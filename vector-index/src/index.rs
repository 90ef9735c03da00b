//! The document-scoped vector index.

use std::collections::{BTreeMap, HashMap, HashSet};
use std::path::Path;
use std::sync::Arc;
use std::sync::atomic::{AtomicBool, AtomicU64, Ordering};

use apiq_embeddings::{Embedding, rank_top_k, to_unit_score};
use apiq_spec_parser::Chunk;
use tokio::sync::{Mutex, RwLock};
use tracing::{debug, info};

use crate::error::{IndexError, Result};
use crate::record::{
    DocumentRecord, IndexStats, IndexedChunk, QueryFilter, RetrievedMatch, StoredDocument,
};
use crate::storage::DocumentStore;

/// Vector index over API operation chunks.
///
/// Cloning is cheap and shares the same index. Readers take a shared lock and
/// never block each other. Writers to one document are serialized; writers to
/// different documents persist concurrently and only contend on the in-memory
/// swap. Every write commits on a spawned task, so dropping the caller's
/// future never leaves a half-applied write.
#[derive(Clone)]
pub struct VectorIndex {
    inner: Arc<Inner>,
}

struct Inner {
    dimension: usize,
    store: Option<DocumentStore>,
    state: RwLock<State>,
    doc_locks: Mutex<HashMap<String, Arc<Mutex<()>>>>,
    next_seq: AtomicU64,
    closed: AtomicBool,
}

#[derive(Default)]
struct State {
    /// Keyed by chunk id.
    chunks: HashMap<String, IndexedChunk>,
    /// Keyed by doc id.
    documents: HashMap<String, DocumentRecord>,
}

impl VectorIndex {
    /// Open a persistent index rooted at `dir`, loading any saved documents.
    pub async fn open(dir: impl AsRef<Path>, dimension: usize) -> Result<Self> {
        let store = DocumentStore::open(dir).await?;
        let loaded = store.load_all().await?;

        let mut state = State::default();
        let mut next_seq = 0;
        for stored in loaded {
            for indexed in &stored.chunks {
                if indexed.vector.len() != dimension {
                    return Err(IndexError::DimensionMismatch {
                        id: indexed.chunk.chunk_id.clone(),
                        expected: dimension,
                        actual: indexed.vector.len(),
                    });
                }
                next_seq = next_seq.max(indexed.seq + 1);
            }
            state.insert(stored);
        }

        info!(
            root = %store.root().display(),
            documents = state.documents.len(),
            chunks = state.chunks.len(),
            "opened vector index"
        );
        Ok(Self::from_parts(dimension, Some(store), state, next_seq))
    }

    /// A non-persistent index.
    pub fn in_memory(dimension: usize) -> Self {
        Self::from_parts(dimension, None, State::default(), 0)
    }

    fn from_parts(dimension: usize, store: Option<DocumentStore>, state: State, next_seq: u64) -> Self {
        Self {
            inner: Arc::new(Inner {
                dimension,
                store,
                state: RwLock::new(state),
                doc_locks: Mutex::new(HashMap::new()),
                next_seq: AtomicU64::new(next_seq),
                closed: AtomicBool::new(false),
            }),
        }
    }

    pub fn dimension(&self) -> usize {
        self.inner.dimension
    }

    pub fn is_persistent(&self) -> bool {
        self.inner.store.is_some()
    }

    pub fn is_closed(&self) -> bool {
        self.inner.closed.load(Ordering::Acquire)
    }

    fn ensure_open(&self) -> Result<()> {
        if self.inner.closed.load(Ordering::Acquire) {
            return Err(IndexError::Closed);
        }
        Ok(())
    }

    /// Replace `document`'s chunk set with `entries`, all or nothing.
    ///
    /// The batch is validated before anything is written: every vector must
    /// match the index dimension and every chunk must belong to `document`.
    /// Returns the stored record with `chunk_ids` filled in.
    pub async fn upsert(
        &self,
        mut document: DocumentRecord,
        entries: Vec<(Chunk, Embedding)>,
    ) -> Result<DocumentRecord> {
        self.ensure_open()?;

        let mut seen = HashSet::new();
        for (chunk, vector) in &entries {
            if vector.len() != self.inner.dimension {
                return Err(IndexError::DimensionMismatch {
                    id: chunk.chunk_id.clone(),
                    expected: self.inner.dimension,
                    actual: vector.len(),
                });
            }
            if chunk.doc_id != document.doc_id {
                return Err(IndexError::DocumentMismatch {
                    chunk_id: chunk.chunk_id.clone(),
                    expected: document.doc_id.clone(),
                    actual: chunk.doc_id.clone(),
                });
            }
            if !seen.insert(chunk.chunk_id.as_str()) {
                return Err(IndexError::DuplicateChunk(chunk.chunk_id.clone()));
            }
        }
        document.chunk_ids = entries.iter().map(|(c, _)| c.chunk_id.clone()).collect();

        let inner = Arc::clone(&self.inner);
        tokio::spawn(async move { inner.commit_upsert(document, entries).await })
            .await
            .map_err(|e| IndexError::Task(e.to_string()))?
    }

    /// Remove every chunk owned by `doc_id`. Returns how many were removed;
    /// an unknown id removes nothing.
    pub async fn delete(&self, doc_id: &str) -> Result<usize> {
        self.ensure_open()?;

        let inner = Arc::clone(&self.inner);
        let doc_id = doc_id.to_string();
        tokio::spawn(async move { inner.commit_delete(&doc_id).await })
            .await
            .map_err(|e| IndexError::Task(e.to_string()))?
    }

    /// Top `top_k` chunks by descending cosine similarity; ties go to the
    /// earliest inserted.
    pub async fn query(
        &self,
        vector: &[f32],
        top_k: usize,
        filter: Option<&QueryFilter>,
    ) -> Result<Vec<RetrievedMatch>> {
        self.ensure_open()?;
        if vector.len() != self.inner.dimension {
            return Err(IndexError::DimensionMismatch {
                id: "query".to_string(),
                expected: self.inner.dimension,
                actual: vector.len(),
            });
        }
        if top_k == 0 {
            return Ok(Vec::new());
        }

        let default_filter = QueryFilter::default();
        let filter = filter.unwrap_or(&default_filter);
        // Unit scores clamp negatives to zero, so a zero floor admits all.
        let min_cosine = if filter.min_score > 0.0 {
            filter.min_score
        } else {
            f32::NEG_INFINITY
        };

        let state = self.inner.state.read().await;
        let mut candidates: Vec<&IndexedChunk> = state
            .chunks
            .values()
            .filter(|indexed| filter.admits(&indexed.chunk))
            .collect();
        candidates.sort_by_key(|indexed| indexed.seq);

        let ranked = rank_top_k(
            vector,
            candidates
                .iter()
                .map(|indexed| (indexed.chunk.chunk_id.as_str(), indexed.vector.as_slice())),
            top_k,
            min_cosine,
        )?;

        let matches: Vec<RetrievedMatch> = ranked
            .into_iter()
            .filter_map(|hit| {
                let indexed = state.chunks.get(&hit.id)?;
                let document = state.documents.get(&indexed.chunk.doc_id)?;
                Some(RetrievedMatch {
                    chunk_id: hit.id,
                    doc_id: document.doc_id.clone(),
                    document_name: document.name.clone(),
                    doc_type: document.source_type,
                    base_url: document.base_url.clone(),
                    similarity_score: to_unit_score(hit.score),
                    text: indexed.chunk.text.clone(),
                    metadata: indexed.chunk.metadata.clone(),
                })
            })
            .collect();

        debug!(candidates = candidates.len(), matches = matches.len(), "index query");
        Ok(matches)
    }

    pub async fn stats(&self) -> IndexStats {
        let state = self.inner.state.read().await;
        let mut document_types = BTreeMap::new();
        for document in state.documents.values() {
            *document_types.entry(document.source_type).or_insert(0) += 1;
        }
        IndexStats {
            total_chunks: state.chunks.len(),
            unique_documents: state.documents.len(),
            document_types,
        }
    }

    /// Look up a document record.
    pub async fn document(&self, doc_id: &str) -> Result<DocumentRecord> {
        self.inner
            .state
            .read()
            .await
            .documents
            .get(doc_id)
            .cloned()
            .ok_or_else(|| IndexError::NotFound(doc_id.to_string()))
    }

    /// All document records, most recently indexed first.
    pub async fn documents(&self) -> Vec<DocumentRecord> {
        let state = self.inner.state.read().await;
        let mut documents: Vec<DocumentRecord> = state.documents.values().cloned().collect();
        documents.sort_by(|a, b| {
            b.indexed_at
                .cmp(&a.indexed_at)
                .then_with(|| a.doc_id.cmp(&b.doc_id))
        });
        documents
    }

    /// A document's chunks in operation order.
    pub async fn chunks_for(&self, doc_id: &str) -> Result<Vec<Chunk>> {
        let state = self.inner.state.read().await;
        let document = state
            .documents
            .get(doc_id)
            .ok_or_else(|| IndexError::NotFound(doc_id.to_string()))?;
        Ok(document
            .chunk_ids
            .iter()
            .filter_map(|id| state.chunks.get(id))
            .map(|indexed| indexed.chunk.clone())
            .collect())
    }

    /// Delete every document.
    pub async fn clear(&self) -> Result<usize> {
        self.ensure_open()?;
        let doc_ids: Vec<String> = self
            .inner
            .state
            .read()
            .await
            .documents
            .keys()
            .cloned()
            .collect();

        let mut removed = 0;
        for doc_id in &doc_ids {
            removed += self.delete(doc_id).await?;
        }
        info!(documents = doc_ids.len(), chunks = removed, "cleared vector index");
        Ok(removed)
    }

    /// Wait until no write is in flight. Commits persist before they return,
    /// so nothing else is buffered.
    pub async fn flush(&self) -> Result<()> {
        let locks: Vec<Arc<Mutex<()>>> =
            self.inner.doc_locks.lock().await.values().cloned().collect();
        for lock in locks {
            drop(lock.lock().await);
        }
        Ok(())
    }

    /// Flush and reject further operations.
    pub async fn close(&self) -> Result<()> {
        if self.inner.closed.swap(true, Ordering::AcqRel) {
            return Ok(());
        }
        self.flush().await?;
        info!("closed vector index");
        Ok(())
    }
}

impl Inner {
    async fn doc_lock(&self, doc_id: &str) -> Arc<Mutex<()>> {
        let mut locks = self.doc_locks.lock().await;
        Arc::clone(locks.entry(doc_id.to_string()).or_default())
    }

    /// Forget `doc_id`'s lock once nobody else holds or waits on it.
    async fn release_doc_lock(&self, doc_id: &str, lock: Arc<Mutex<()>>) {
        let mut locks = self.doc_locks.lock().await;
        let registered = locks.get(doc_id).is_some_and(|l| Arc::ptr_eq(l, &lock));
        // One reference in the map, one here.
        if registered && Arc::strong_count(&lock) == 2 {
            locks.remove(doc_id);
        }
    }

    fn ensure_open(&self) -> Result<()> {
        if self.closed.load(Ordering::Acquire) {
            return Err(IndexError::Closed);
        }
        Ok(())
    }

    async fn commit_upsert(
        &self,
        document: DocumentRecord,
        entries: Vec<(Chunk, Embedding)>,
    ) -> Result<DocumentRecord> {
        let doc_id = document.doc_id.clone();
        let lock = self.doc_lock(&doc_id).await;
        let result = {
            let _guard = lock.lock().await;
            self.upsert_locked(document, entries).await
        };
        self.release_doc_lock(&doc_id, lock).await;
        result
    }

    async fn upsert_locked(
        &self,
        document: DocumentRecord,
        entries: Vec<(Chunk, Embedding)>,
    ) -> Result<DocumentRecord> {
        // `close` may have run since the caller's check.
        self.ensure_open()?;

        // Re-upserted chunks keep their original position for tie-breaks.
        let previous: HashMap<String, u64> = {
            let state = self.state.read().await;
            entries
                .iter()
                .filter_map(|(chunk, _)| {
                    state
                        .chunks
                        .get(&chunk.chunk_id)
                        .filter(|indexed| indexed.chunk.doc_id == document.doc_id)
                        .map(|indexed| (chunk.chunk_id.clone(), indexed.seq))
                })
                .collect()
        };

        let chunks = entries
            .into_iter()
            .map(|(chunk, vector)| IndexedChunk {
                seq: previous
                    .get(&chunk.chunk_id)
                    .copied()
                    .unwrap_or_else(|| self.next_seq.fetch_add(1, Ordering::Relaxed)),
                chunk,
                vector,
            })
            .collect();
        let stored = StoredDocument { document, chunks };

        if let Some(store) = &self.store {
            store.write(&stored).await?;
        }

        let record = stored.document.clone();
        let chunk_count = stored.chunks.len();
        {
            let mut state = self.state.write().await;
            state.remove(&record.doc_id);
            state.insert(stored);
        }

        info!(doc_id = %record.doc_id, chunks = chunk_count, "committed document");
        Ok(record)
    }

    async fn commit_delete(&self, doc_id: &str) -> Result<usize> {
        let lock = self.doc_lock(doc_id).await;
        let result = {
            let _guard = lock.lock().await;
            self.delete_locked(doc_id).await
        };
        self.release_doc_lock(doc_id, lock).await;
        result
    }

    async fn delete_locked(&self, doc_id: &str) -> Result<usize> {
        self.ensure_open()?;

        if !self.state.read().await.documents.contains_key(doc_id) {
            debug!(doc_id, "delete of unknown document");
            return Ok(0);
        }

        if let Some(store) = &self.store {
            store.remove(doc_id).await?;
        }
        let removed = self.state.write().await.remove(doc_id);

        info!(doc_id, chunks = removed, "deleted document");
        Ok(removed)
    }
}

impl State {
    fn insert(&mut self, stored: StoredDocument) {
        for indexed in stored.chunks {
            self.chunks.insert(indexed.chunk.chunk_id.clone(), indexed);
        }
        self.documents
            .insert(stored.document.doc_id.clone(), stored.document);
    }

    /// Drop a document and its chunks, returning the chunk count.
    fn remove(&mut self, doc_id: &str) -> usize {
        let Some(document) = self.documents.remove(doc_id) else {
            return 0;
        };
        document
            .chunk_ids
            .iter()
            .filter(|id| self.chunks.remove(id.as_str()).is_some())
            .count()
    }
}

■ **WHAT IS REQUIRED**
Lines in the records that hold "Path" should be tallied, with the total given on its own.

■ **ANSWER BELOW**
2